Friday, May 30, 2008

Asmodeus, Ashmodei: King of Demons, Solomon's Alter Ego

[A fiend for Torah Study. Found at www.davidlouisedelman.com/book-promotion/jewish-werewolves/]

Asmodeus: (Heb: Ashmodei, Ashemdei) An evil spirit. The name Asmodeus may be derived from the Zoroastrian Aesmadiv, the “spirit of anger” who serves Ahriman, the Persian god of evil.
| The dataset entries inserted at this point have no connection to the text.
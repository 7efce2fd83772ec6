pub mod config;
pub mod error;
pub mod template;

pub mod kafka;

pub use crate::config::{Config, KafkaSettings};
pub use error::{DeliveryError, EncodeError, Error, Result};
pub use template::{ProducerTemplate, ProducerTemplateBuilder};
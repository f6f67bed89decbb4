//! Controller configuration
//!
//! Engineering-unit settings for every loop plus the capability flags that
//! select optional behaviour. `LlcConfig::default()` reproduces the
//! production calibration in [`params`]. The configuration is checked once
//! by [`LlcConfig::validate`]; the loops themselves never fail.

pub mod params;

pub use params::*;

use crate::control::PiForm;

/// Configuration rejected at construction time
#[derive(Debug, Clone, Copy, PartialEq, Eq)]
#[cfg_attr(feature = "defmt", derive(defmt::Format))]
pub enum ConfigError {
    /// A frequency setting is zero
    ZeroFrequency,
    /// Minimum switching frequency is not below the maximum
    FrequencyRange,
    /// A mode frequency lies outside the switching frequency range
    FrequencyOutOfRange,
    /// Duty limits outside 0..=0.5 or crossed
    DutyRange,
    /// A clamp has its lower bound above its upper bound
    ClampRange,
    /// Load points are not positive and increasing
    LoadPoints,
    /// Soft-start duration is not positive
    SoftStartTime,
    /// Current filter weights are negative or do not add up to one
    FilterWeights,
    /// Dead-time breakpoints are not ordered by falling frequency, or a
    /// primary dead time is negative
    DeadTimeBreakpoints,
    /// A counter setting would never expire
    ZeroTicks,
}

/// Light-load regulation strategy
#[derive(Debug, Clone, Copy, PartialEq, Eq)]
#[cfg_attr(feature = "defmt", derive(defmt::Format))]
pub enum LightLoadMode {
    /// Hold the frequency at its floor and reduce duty below 50 %
    Pwm,
    /// Cycle the stage on and off
    Burst,
}

/// Optional behaviour of the controller
#[derive(Debug, Clone, Copy, PartialEq, Eq)]
pub struct Features {
    /// Constant-current limiting through the reference
    pub current_limit: bool,
    pub light_load: LightLoadMode,
    /// Twice-line ripple cancellation
    pub ripple_filter: bool,
    /// Active current share over the analog bus
    pub current_share: bool,
    /// Synchronized start-up pulse protocol (needs the share bus wired)
    pub sync_start: bool,
    /// CT over-current stays latched until the fault monitor clears it
    pub ocp_latch: bool,
    /// Blend the external (load side) voltage sense into the feedback
    pub external_sense: bool,
    /// Scale the raw current by the reference calibration factor
    pub current_reference_calibration: bool,
    /// Additional droop beyond the rated load
    pub overload_droop: bool,
    /// Form of all PI controllers
    pub pi_form: PiForm,
}

impl Default for Features {
    fn default() -> Self {
        Self {
            current_limit: true,
            light_load: LightLoadMode::Pwm,
            ripple_filter: true,
            current_share: true,
            sync_start: false,
            ocp_latch: true,
            external_sense: true,
            current_reference_calibration: true,
            overload_droop: true,
            pi_form: PiForm::Positional,
        }
    }
}

#[derive(Debug, Clone, Copy, PartialEq)]
pub struct MeasurementConfig {
    /// Weight of the previous filtered current sample
    pub current_filter_old: f32,
    /// Weight of the new current sample
    pub current_filter_new: f32,
    /// Sense difference where feedback moves fully to the internal sense [V]
    pub sense_transition_voltage: f32,
    /// Raw current selecting the narrow error clamp [A]
    pub high_current_threshold: f32,
}

impl Default for MeasurementConfig {
    fn default() -> Self {
        Self {
            current_filter_old: measurement::DEFAULT_CURRENT_FILTER_OLD,
            current_filter_new: measurement::DEFAULT_CURRENT_FILTER_NEW,
            sense_transition_voltage: measurement::DEFAULT_SENSE_TRANSITION_VOLTAGE,
            high_current_threshold: measurement::DEFAULT_HIGH_CURRENT_THRESHOLD,
        }
    }
}
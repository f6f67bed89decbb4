#![macro_use]
#![allow(unused)]

// Logging shims: forward to defmt when the `defmt` feature is enabled,
// otherwise swallow the arguments.

macro_rules! trace {
    ($s:literal $(, $x:expr)* $(,)?) => {
        {
            #[cfg(feature = "defmt")]
            ::defmt::trace!($s $(, $x)*);
            #[cfg(not(feature = "defmt"))]
            let _ = ($( & $x ),*);
        }
    };
}

macro_rules! debug {
    ($s:literal $(, $x:expr)* $(,)?) => {
        {
            #[cfg(feature = "defmt")]
            ::defmt::debug!($s $(, $x)*);
            #[cfg(not(feature = "defmt"))]
            let _ = ($( & $x ),*);
        }
    };
}

macro_rules! info {
    ($s:literal $(, $x:expr)* $(,)?) => {
        {
            #[cfg(feature = "defmt")]
            ::defmt::info!($s $(, $x)*);
            #[cfg(not(feature = "defmt"))]
            let _ = ($( & $x ),*);
        }
    };
}

macro_rules! warn {
    ($s:literal $(, $x:expr)* $(,)?) => {
        {
            #[cfg(feature = "defmt")]
            ::defmt::warn!($s $(, $x)*);
            #[cfg(not(feature = "defmt"))]
            let _ = ($( & $x ),*);
        }
    };
}

macro_rules! error {
    ($s:literal $(, $x:expr)* $(,)?) => {
        {
            #[cfg(feature = "defmt")]
            ::defmt::error!($s $(, $x)*);
            #[cfg(not(feature = "defmt"))]
            let _ = ($( & $x ),*);
        }
    };
}

#[allow(unused_imports)]
pub(crate) use {debug, error, info, trace, warn};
Asmodeus is first mentioned in the apocryphal book Tobit, where he slays seven grooms of a young girl before being bested by the hero, who with the help of Raphael, drives him off using the gall of a river fish.

In Pesach 110a he is dubbed the “king of demons.” The locus classicus for Asmodeus is the wonderful Talmudic tale of how he usurps the throne of Solomon (Git. 68a-b) after the king initially binds him to service by means of a magical ring. Surprisingly, the demon is treated rather sympathetically. He both morally instructs Solomon and provides him with the shamir worm, a wondrous creature that helps the king build the Temple. His foreknowledge of human destiny is credited to his daily Torah studies in heaven. The tale reflects an effort by the Sages to reconcile their belief in the demonic with monotheism, portraying evil spirits as yet another tool of God’s inscrutable will (on demonic respect for God, see Megillah 3a). The passage also highlights the belief that magical practitioners can summon and “bind” demons and use their powers for their own purposes, a staple belief of medieval sorcery. The theme of Solomon as the archetypal magician, master of Demons is more fully explored in the apocryphal Testament of Solomon. Again here we see the dual themes of the demon teaching the king humility and so serving as a dark agent of the one God:

So do not ask me so many things, Solomon, for eventually your kingdom will be divided. This glory of yours is temporary. You have us to torture for a little while; then we shall disperse among human beings again with the result that we shall be worshiped as gods because men do not know the names of the angels who rule over us (5:5)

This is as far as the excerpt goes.